Campos diz que não aumentará impostos
O presidenciável Eduardo Campos (PSB) afirmou, nesta terça-feira (5) que se eleito será o primeiro presidente da República que não irá promover um aumento da carga tributária ao longo de todo o mandato; ele também se comprometeu a rever a atual tabela de cobrança das faixas referentes ao Imposto de Renda (IR); segundo o socialista, "não dá para achar normal" que a primeira faixa salarial de contribuição incida a partir de R$ 1.787,00; "Para mudar é preciso ter coragem para dizer que não dá para achar que é normal o imposto de renda incidir na renda de alguém que ganhe R$ 1.800,00", disse
Pernambuco 247 - O presidenciável Eduardo Campos (PSB) afirmou, nesta terça-feira (5) que se eleito será o primeiro presidente da República que não irá promover um aumento da carga tributária ao longo de todo o mandato. Ele também disse que uma de suas metas é rever a atual tabela de cobrança das faixas referentes ao Imposto de Renda (IR). Segundo o socialista, "não dá para achar normal" que a primeira faixa salarial de contribuição incida a partir de R$ 1.787,00. "Para mudar é preciso ter coragem para dizer que não dá para achar que é normal o imposto de renda incidir na renda de alguém que ganhe R$ 1.800,00", afirmou.
As afirmações de Campos foram feitas para uma plateia de auditores de sete entidades ligadas aos fiscos municipais, estaduais e federal, no Rio de Janeiro. Que Embora Campos não tenha dito qual seria o piso mínimo que considera viável para o imposto, ele ouviu do (Sindicato Nacional dos Auditores Fiscais da Receita Federal (Sindfisco) de que esse valor possa ser a partir de R$ 2.800,00.
"Precisamos parar de aumentar tributos e fazer uma reforma em que os que podem mais possam pagar mais do que os que podem menos. Hoje, uma pessoa que ganha R$ 1.800 já paga imposto de renda. É algo completamente inconcebível que o país continue com um sistema tributário como este, em que os que ganham menos pagam proporcionalmente mais tributos do que os ganham mais", disse.
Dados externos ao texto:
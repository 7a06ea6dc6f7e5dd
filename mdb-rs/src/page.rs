//! Page-structure walker: iterates the file in page-sized strides and
//! classifies each page's fixed 8-byte header. Pure: no I/O, no allocation
//! beyond the returned iterator/vectors, no mutation of earlier output.

use std::fmt;

use crate::reader::ByteReader;

/// Closed set of page kinds (low 4 bits of the header's first byte).
/// Values `9` and `13` are observed in the wild but undocumented; they are
/// surfaced as `Reserved` and never decoded further, per the source's own
/// tentative naming (`HASH_OVF`, `UNKNOWN_13`).
#[derive(Debug, Clone, Copy, PartialEq, Eq)]
pub enum PageKind {
    Data,
    Extension,
    BtreeLeaf,
    BtreeNode,
    AutoidHash,
    AutoidOvf,
    BlobHead,
    BlobCont,
    IndexDir,
    Trans,
    Freelist,
    Fixrec,
    StringExt,
    Temp,
    Reserved(u8),
}

impl PageKind {
    pub fn from_nibble(nibble: u8) -> PageKind {
        match nibble & 0x0F {
            0 => PageKind::Data,
            1 => PageKind::Extension,
            2 => PageKind::BtreeLeaf,
            3 => PageKind::BtreeNode,
            4 => PageKind::AutoidHash,
            5 => PageKind::AutoidOvf,
            6 => PageKind::BlobHead,
            7 => PageKind::BlobCont,
            8 => PageKind::IndexDir,
            10 => PageKind::Trans,
            11 => PageKind::Freelist,
            12 => PageKind::Fixrec,
            14 => PageKind::StringExt,
            15 => PageKind::Temp,
            other => PageKind::Reserved(other),
        }
    }

    pub fn name(&self) -> &'static str {
        match self {
            PageKind::Data => "DATA",
            PageKind::Extension => "EXTENSION",
            PageKind::BtreeLeaf => "BTREE_LEAF",
            PageKind::BtreeNode => "BTREE_NODE",
            PageKind::AutoidHash => "AUTOID_HASH",
            PageKind::AutoidOvf => "AUTOID_OVF",
            PageKind::BlobHead => "BLOB_HEAD",
            PageKind::BlobCont => "BLOB_CONT",
            PageKind::IndexDir => "INDEX_DIR",
            PageKind::Trans => "TRANS",
            PageKind::Freelist => "FREELIST",
            PageKind::Fixrec => "FIXREC",
            PageKind::StringExt => "STRING_EXT",
            PageKind::Temp => "TEMP",
            PageKind::Reserved(9) => "HASH_OVF?",
            PageKind::Reserved(13) => "UNKNOWN_13?",
            PageKind::Reserved(_) => "RESERVED",
        }
    }

    pub fn is_reserved(&self) -> bool {
        matches!(self, PageKind::Reserved(_))
    }
}

impl fmt::Display for PageKind {
    fn fmt(&self, f: &mut fmt::Formatter<'_>) -> fmt::Result {
        write!(f, "{}", self.name())
    }
}

/// High nibble of the header's first byte. Hand-rolled rather than pulling
/// in the `bitflags` crate for a 4-bit set.
#[derive(Debug, Clone, Copy, PartialEq, Eq)]
pub struct PageFlags(u8);

impl PageFlags {
    pub const COMPACT: u8 = 0x10;
    pub const HAS_BLOBS: u8 = 0x20;
    pub const FLAG_2: u8 = 0x40;
    pub const FLAG_3: u8 = 0x80;

    pub fn from_byte(kind_byte: u8) -> Self {
        PageFlags(kind_byte & 0xF0)
    }

    pub fn bits(&self) -> u8 {
        self.0
    }

    pub fn compact(&self) -> bool {
        self.0 & Self::COMPACT != 0
    }

    pub fn has_blobs(&self) -> bool {
        self.0 & Self::HAS_BLOBS != 0
    }

    pub fn flag_2(&self) -> bool {
        self.0 & Self::FLAG_2 != 0
    }

    pub fn flag_3(&self) -> bool {
        self.0 & Self::FLAG_3 != 0
    }

    /// `FLAG_2`/`FLAG_3` combined with any kind is treated as a suspicious
    /// combination by the diagnostics view (see spec anomalies list).
    pub fn is_suspicious(&self) -> bool {
        self.flag_2() || self.flag_3()
    }
}

/// Fixed 8-byte page header.
#[derive(Debug, Clone, Copy)]
pub struct PageHeader {
    pub kind: PageKind,
    pub flags: PageFlags,
    pub extraflags: u8,
    pub user: u16,
    pub align_data: u32,
}

impl PageHeader {
    fn parse(reader: &ByteReader<'_>, offset: usize) -> Self {
        let kind_byte = reader.read_u8(offset);
        PageHeader {
            kind: PageKind::from_nibble(kind_byte),
            flags: PageFlags::from_byte(kind_byte),
            extraflags: reader.read_u8(offset + 1),
            user: reader.read_u16(offset + 2),
            align_data: reader.read_u32(offset + 4),
        }
    }
}

pub const PAGE_HEADER_SIZE: usize = 8;

/// A single page: its header and the body slice following the header,
/// clipped to whatever the buffer actually contains (the last page of a
/// truncated file may be shorter than `page_size`).
#[derive(Debug, Clone, Copy)]
pub struct Page<'a> {
    pub offset: usize,
    pub header: PageHeader,
    pub body: &'a [u8],
}

impl<'a> Page<'a> {
    /// `EXTENSION`: `user` is a table id, `align_data` a continuation size.
    pub fn extension_info(&self) -> Option<(u16, u32)> {
        matches!(self.header.kind, PageKind::Extension).then(|| (self.header.user, self.header.align_data))
    }

    /// `STRING_EXT`: null-terminated printable-ASCII runs of length >= 2.
    pub fn string_ext_strings(&self) -> Vec<String> {
        if !matches!(self.header.kind, PageKind::StringExt) {
            return Vec::new();
        }
        extract_printable_runs(self.body, 2, usize::MAX, true)
    }

    /// `AUTOID_OVF`: 8-byte values at 8-byte strides that look like
    /// plausible in-file pointers (`0x100..file_size`).
    pub fn autoid_ovf_pointers(&self, file_size: usize) -> Vec<u64> {
        if !matches!(self.header.kind, PageKind::AutoidOvf) {
            return Vec::new();
        }
        let reader = ByteReader::new(self.body);
        let mut out = Vec::new();
        let mut off = 0;
        while off + 8 <= self.body.len() {
            let candidate = reader.read_u64(off);
            if (0x100..file_size as u64).contains(&candidate) {
                out.push(candidate);
            }
            off += 8;
        }
        out
    }

    /// `INDEX_DIR`: `user`, `align_data`, and a 40-byte body preview.
    pub fn index_dir_preview(&self) -> Option<(u16, u32, Vec<u8>)> {
        if !matches!(self.header.kind, PageKind::IndexDir) {
            return None;
        }
        let len = self.body.len().min(40);
        Some((self.header.user, self.header.align_data, self.body[..len].to_vec()))
    }
}

/// Extracts maximal runs of printable ASCII (`0x20..=0x7E`) of at least
/// `min_len` bytes, up to `max_len` runs, optionally requiring a null
/// terminator to end each run.
pub(crate) fn extract_printable_runs(data: &[u8], min_len: usize, max_runs: usize, require_null_term: bool) -> Vec<String> {
    let mut runs = Vec::new();
    let mut current: Vec<u8> = Vec::new();
    let mut terminated = false;

    for &b in data {
        if (0x20..=0x7E).contains(&b) {
            current.push(b);
            terminated = false;
        } else {
            if b == 0x00 {
                terminated = true;
            }
            if current.len() >= min_len && (!require_null_term || terminated) {
                runs.push(String::from_utf8_lossy(&current).to_string());
                if runs.len() >= max_runs {
                    break;
                }
            }
            current.clear();
        }
    }
    if !require_null_term && current.len() >= min_len && runs.len() < max_runs {
        runs.push(String::from_utf8_lossy(&current).to_string());
    }
    runs
}

/// Iterates `buf` in `page_size`-sized strides starting at offset 0.
pub struct PageWalker<'a> {
    buf: &'a [u8],
    page_size: usize,
}

impl<'a> PageWalker<'a> {
    pub fn new(buf: &'a [u8], page_size: u16) -> Self {
        PageWalker {
            buf,
            page_size: page_size as usize,
        }
    }

    pub fn page_size(&self) -> usize {
        self.page_size
    }

    /// Lazy, finite, restartable sequence of pages.
    pub fn pages(&self) -> impl Iterator<Item = Page<'a>> + 'a {
        let buf = self.buf;
        let page_size = self.page_size;
        let page_count = if page_size == 0 { 0 } else { buf.len() / page_size.max(1) };

        (0..page_count).map(move |i| {
            let offset = i * page_size;
            let reader = ByteReader::new(buf);
            let header = PageHeader::parse(&reader, offset);
            let body_start = (offset + PAGE_HEADER_SIZE).min(buf.len());
            let body_end = (offset + page_size).min(buf.len());
            let body = &buf[body_start..body_end.max(body_start)];
            Page { offset, header, body }
        })
    }

    /// Filtered view over pages of a single kind.
    pub fn kind(&self, kind: PageKind) -> impl Iterator<Item = Page<'a>> + 'a {
        self.pages().filter(move |p| p.header.kind == kind)
    }
}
Campos acenou com a possibilidade de aplicar o Imposto sobre Propriedade de Veículos Automotores (IPVA) sobre lanchas e aviões particulares, em detrimento de automóveis populares e motos, por exemplo. "Não é normal se pagar tributo sobre uma moto de 125 cilindradas que leva um trabalhador da construção civil para o trabalho e não se pagar numa aeronave particular. São esses os desiquilíbrios que fazem com que o país tenha um sistema tributário injusto", disparou.
"Vamos permitir aumentar a carga tributária no Brasil? Não. Eu serei o primeiro presidente da República do ciclo democrático brasileiro que se compromete de maneira clara que não haverá aumento de carga tributária", ressaltou. A carga tributária brasileira gira em torno de 35% do produto interno bruto (PIB).
Ele afirmou, também, que caso seja eleito irá encaminhar ao Congresso, ainda na primeira semana de governo, um projeto de reforma tributária que possibilitará a redução da carga tributária ao mesmo tempo em que será possível cumprir promessas feitas durante a campanha, como a implantação do passe livre para estudantes de todo o Brasil e a elevação dos investimentos do setor de saúde pública.
"Estamos falando de um governo de quatro anos e ao longo desse período nós vamos ter tempo de fazer a reforma tributária, para equilibrar as contas públicas, para crescer o país, para fazer o ensino integral ser uma realidade, para ter o passe livre. Esse é um processo que estamos fazendo com responsabilidade, fazendo conta", assegurou.